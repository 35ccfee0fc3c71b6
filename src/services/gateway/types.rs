//! Wire types for the payment gateway's REST resources.

use rust_decimal::Decimal;
use serde::{Deserialize, Serialize};
use serde_json::Value;

/// A decoded gateway resource together with the body it was decoded from.
#[derive(Debug, Clone)]
pub struct GatewayResponse<T> {
    pub resource: T,
    pub raw: Value,
}

#[derive(Debug, Clone, Serialize, Deserialize, PartialEq)]
pub struct InvoiceCustomer {
    pub given_names: String,
    #[serde(skip_serializing_if = "Option::is_none")]
    pub email: Option<String>,
}

#[derive(Debug, Clone, Serialize, PartialEq)]
pub struct CreateInvoice {
    pub external_id: String,
    #[serde(with = "rust_decimal::serde::float")]
    pub amount: Decimal,
    pub currency: String,
    pub description: String,
    pub invoice_duration: u32,
    pub payment_methods: Vec<String>,
    pub success_redirect_url: String,
    pub failure_redirect_url: String,
    #[serde(skip_serializing_if = "Option::is_none")]
    pub customer: Option<InvoiceCustomer>,
}

#[derive(Debug, Clone, Deserialize, PartialEq)]
pub struct Invoice {
    pub id: String,
    #[serde(default)]
    pub external_id: Option<String>,
    pub status: String,
    #[serde(default)]
    pub invoice_url: Option<String>,
    #[serde(default)]
    pub expiry_date: Option<String>,
}

#[derive(Debug, Clone, Serialize, PartialEq)]
pub struct CreateVirtualAccount {
    pub external_id: String,
    pub bank_code: String,
    pub name: String,
    #[serde(with = "rust_decimal::serde::float")]
    pub expected_amount: Decimal,
    pub currency: String,
    pub is_closed: bool,
    pub is_single_use: bool,
    pub expiration_date: String,
}

#[derive(Debug, Clone, Deserialize, PartialEq)]
pub struct VirtualAccount {
    pub id: String,
    #[serde(default)]
    pub external_id: Option<String>,
    #[serde(default)]
    pub bank_code: Option<String>,
    #[serde(default)]
    pub account_number: Option<String>,
    pub status: String,
    #[serde(default)]
    pub expiration_date: Option<String>,
}

/// v3 payment request body.
#[derive(Debug, Clone, Serialize, PartialEq)]
pub struct CreatePaymentRequest {
    pub reference_id: String,
    #[serde(rename = "type")]
    pub request_type: String,
    pub country: String,
    pub currency: String,
    #[serde(with = "rust_decimal::serde::float")]
    pub request_amount: Decimal,
    pub capture_method: String,
    pub channel_code: String,
    pub channel_properties: Value,
    #[serde(skip_serializing_if = "Option::is_none")]
    pub description: Option<String>,
}

#[derive(Debug, Clone, Deserialize, PartialEq)]
pub struct PaymentAction {
    #[serde(default, rename = "type")]
    pub action_type: Option<String>,
    #[serde(default)]
    pub descriptor: Option<String>,
    #[serde(default)]
    pub value: Option<String>,
}

#[derive(Debug, Clone, Deserialize, PartialEq)]
pub struct PaymentRequest {
    #[serde(alias = "id")]
    pub payment_request_id: String,
    #[serde(default)]
    pub reference_id: Option<String>,
    pub status: String,
    #[serde(default)]
    pub latest_payment_id: Option<String>,
    #[serde(default)]
    pub actions: Vec<PaymentAction>,
}

impl PaymentRequest {
    /// URL the customer should be sent to: the first `WEB_URL` action, else
    /// the first `DEEPLINK_URL` action.
    pub fn checkout_url(&self) -> Option<String> {
        let by_descriptor = |descriptor: &str| {
            self.actions
                .iter()
                .find(|a| a.descriptor.as_deref() == Some(descriptor))
                .and_then(|a| a.value.clone())
        };
        by_descriptor("WEB_URL").or_else(|| by_descriptor("DEEPLINK_URL"))
    }
}

#[derive(Debug, Clone, Serialize, PartialEq)]
pub struct SessionCustomer {
    #[serde(rename = "type")]
    pub customer_type: String,
    pub reference_id: String,
    pub email: String,
    #[serde(skip_serializing_if = "Option::is_none")]
    pub mobile_number: Option<String>,
    pub individual_detail: IndividualDetail,
}

#[derive(Debug, Clone, Serialize, PartialEq)]
pub struct IndividualDetail {
    pub given_names: String,
    pub surname: String,
}

/// Hosted payment session body, used for card payments without a token.
#[derive(Debug, Clone, Serialize, PartialEq)]
pub struct CreatePaymentSession {
    pub reference_id: String,
    pub session_type: String,
    pub mode: String,
    #[serde(with = "rust_decimal::serde::float")]
    pub amount: Decimal,
    pub currency: String,
    pub country: String,
    pub allowed_payment_channels: Vec<String>,
    pub success_return_url: String,
    pub cancel_return_url: String,
    #[serde(skip_serializing_if = "Option::is_none")]
    pub description: Option<String>,
    #[serde(skip_serializing_if = "Option::is_none")]
    pub customer: Option<SessionCustomer>,
}

#[derive(Debug, Clone, Deserialize, PartialEq)]
pub struct PaymentSession {
    #[serde(alias = "id")]
    pub payment_session_id: String,
    #[serde(default)]
    pub reference_id: Option<String>,
    pub status: String,
    #[serde(default)]
    pub payment_link_url: Option<String>,
    #[serde(default)]
    pub payment_request_id: Option<String>,
}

YOUR TASK:
Extract the entries above verbatim.

REPLY TO THE TASK:
repository 35ccfee0fc3c71b6
filename src/services/gateway/types.rs
//! Wire types for the payment gateway's REST resources.

use rust_decimal::Decimal;
use serde::{Deserialize, Serialize};
use serde_json::Value;

/// A decoded gateway resource together with the body it was decoded from.
#[derive(Debug, Clone)]
pub struct GatewayResponse<T> {
    pub resource: T,
    pub raw: Value,
}

#[derive(Debug, Clone, Serialize, Deserialize, PartialEq)]
pub struct InvoiceCustomer {
    pub given_names: String,
    #[serde(skip_serializing_if = "Option::is_none")]
    pub email: Option<String>,
}

#[derive(Debug, Clone, Serialize, PartialEq)]
pub struct CreateInvoice {
    pub external_id: String,
    #[serde(with = "rust_decimal::serde::float")]
    pub amount: Decimal,
    pub currency: String,
    pub description: String,
    pub invoice_duration: u32,
    pub payment_methods: Vec<String>,
    pub success_redirect_url: String,
    pub failure_redirect_url: String,
    #[serde(skip_serializing_if = "Option::is_none")]
    pub customer: Option<InvoiceCustomer>,
}

#[derive(Debug, Clone, Deserialize, PartialEq)]
pub struct Invoice {
    pub id: String,
    #[serde(default)]
    pub external_id: Option<String>,
    pub status: String,
    #[serde(default)]
    pub invoice_url: Option<String>,
    #[serde(default)]
    pub expiry_date: Option<String>,
}

#[derive(Debug, Clone, Serialize, PartialEq)]
pub struct CreateVirtualAccount {
    pub external_id: String,
    pub bank_code: String,
    pub name: String,
    #[serde(with = "rust_decimal::serde::float")]
    pub expected_amount: Decimal,
    pub currency: String,
    pub is_closed: bool,
    pub is_single_use: bool,
    pub expiration_date: String,
}

#[derive(Debug, Clone, Deserialize, PartialEq)]
pub struct VirtualAccount {
    pub id: String,
    #[serde(default)]
    pub external_id: Option<String>,
    #[serde(default)]
    pub bank_code: Option<String>,
    #[serde(default)]
    pub account_number: Option<String>,
    pub status: String,
    #[serde(default)]
    pub expiration_date: Option<String>,
}

/// v3 payment request body.
#[derive(Debug, Clone, Serialize, PartialEq)]
pub struct CreatePaymentRequest {
    pub reference_id: String,
    #[serde(rename = "type")]
    pub request_type: String,
    pub country: String,
    pub currency: String,
    #[serde(with = "rust_decimal::serde::float")]
    pub request_amount: Decimal,
    pub capture_method: String,
    pub channel_code: String,
    pub channel_properties: Value,
    #[serde(skip_serializing_if = "Option::is_none")]
    pub description: Option<String>,
}

#[derive(Debug, Clone, Deserialize, PartialEq)]
pub struct PaymentAction {
    #[serde(default, rename = "type")]
    pub action_type: Option<String>,
    #[serde(default)]
    pub descriptor: Option<String>,
    #[serde(default)]
    pub value: Option<String>,
}

#[derive(Debug, Clone, Deserialize, PartialEq)]
pub struct PaymentRequest {
    #[serde(alias = "id")]
    pub payment_request_id: String,
    #[serde(default)]
    pub reference_id: Option<String>,
    pub status: String,
    #[serde(default)]
    pub latest_payment_id: Option<String>,
    #[serde(default)]
    pub actions: Vec<PaymentAction>,
}

impl PaymentRequest {
    /// URL the customer should be sent to: the first `WEB_URL` action, else
    /// the first `DEEPLINK_URL` action.
    pub fn checkout_url(&self) -> Option<String> {
        let by_descriptor = |descriptor: &str| {
            self.actions
                .iter()
                .find(|a| a.descriptor.as_deref() == Some(descriptor))
                .and_then(|a| a.value.clone())
        };
        by_descriptor("WEB_URL").or_else(|| by_descriptor("DEEPLINK_URL"))
    }
}

#[derive(Debug, Clone, Serialize, PartialEq)]
pub struct SessionCustomer {
    #[serde(rename = "type")]
    pub customer_type: String,
    pub reference_id: String,
    pub email: String,
    #[serde(skip_serializing_if = "Option::is_none")]
    pub mobile_number: Option<String>,
    pub individual_detail: IndividualDetail,
}

#[derive(Debug, Clone, Serialize, PartialEq)]
pub struct IndividualDetail {
    pub given_names: String,
    pub surname: String,
}

/// Hosted payment session body, used for card payments without a token.
#[derive(Debug, Clone, Serialize, PartialEq)]
pub struct CreatePaymentSession {
    pub reference_id: String,
    pub session_type: String,
    pub mode: String,
    #[serde(with = "rust_decimal::serde::float")]
    pub amount: Decimal,
    pub currency: String,
    pub country: String,
    pub allowed_payment_channels: Vec<String>,
    pub success_return_url: String,
    pub cancel_return_url: String,
    #[serde(skip_serializing_if = "Option::is_none")]
    pub description: Option<String>,
    #[serde(skip_serializing_if = "Option::is_none")]
    pub customer: Option<SessionCustomer>,
}

#[derive(Debug, Clone, Deserialize, PartialEq)]
pub struct PaymentSession {
    #[serde(alias = "id")]
    pub payment_session_id: String,
    #[serde(default)]
    pub reference_id: Option<String>,
    pub status: String,
    #[serde(default)]
    pub payment_link_url: Option<String>,
    #[serde(default)]
    pub payment_request_id: Option<String>,
}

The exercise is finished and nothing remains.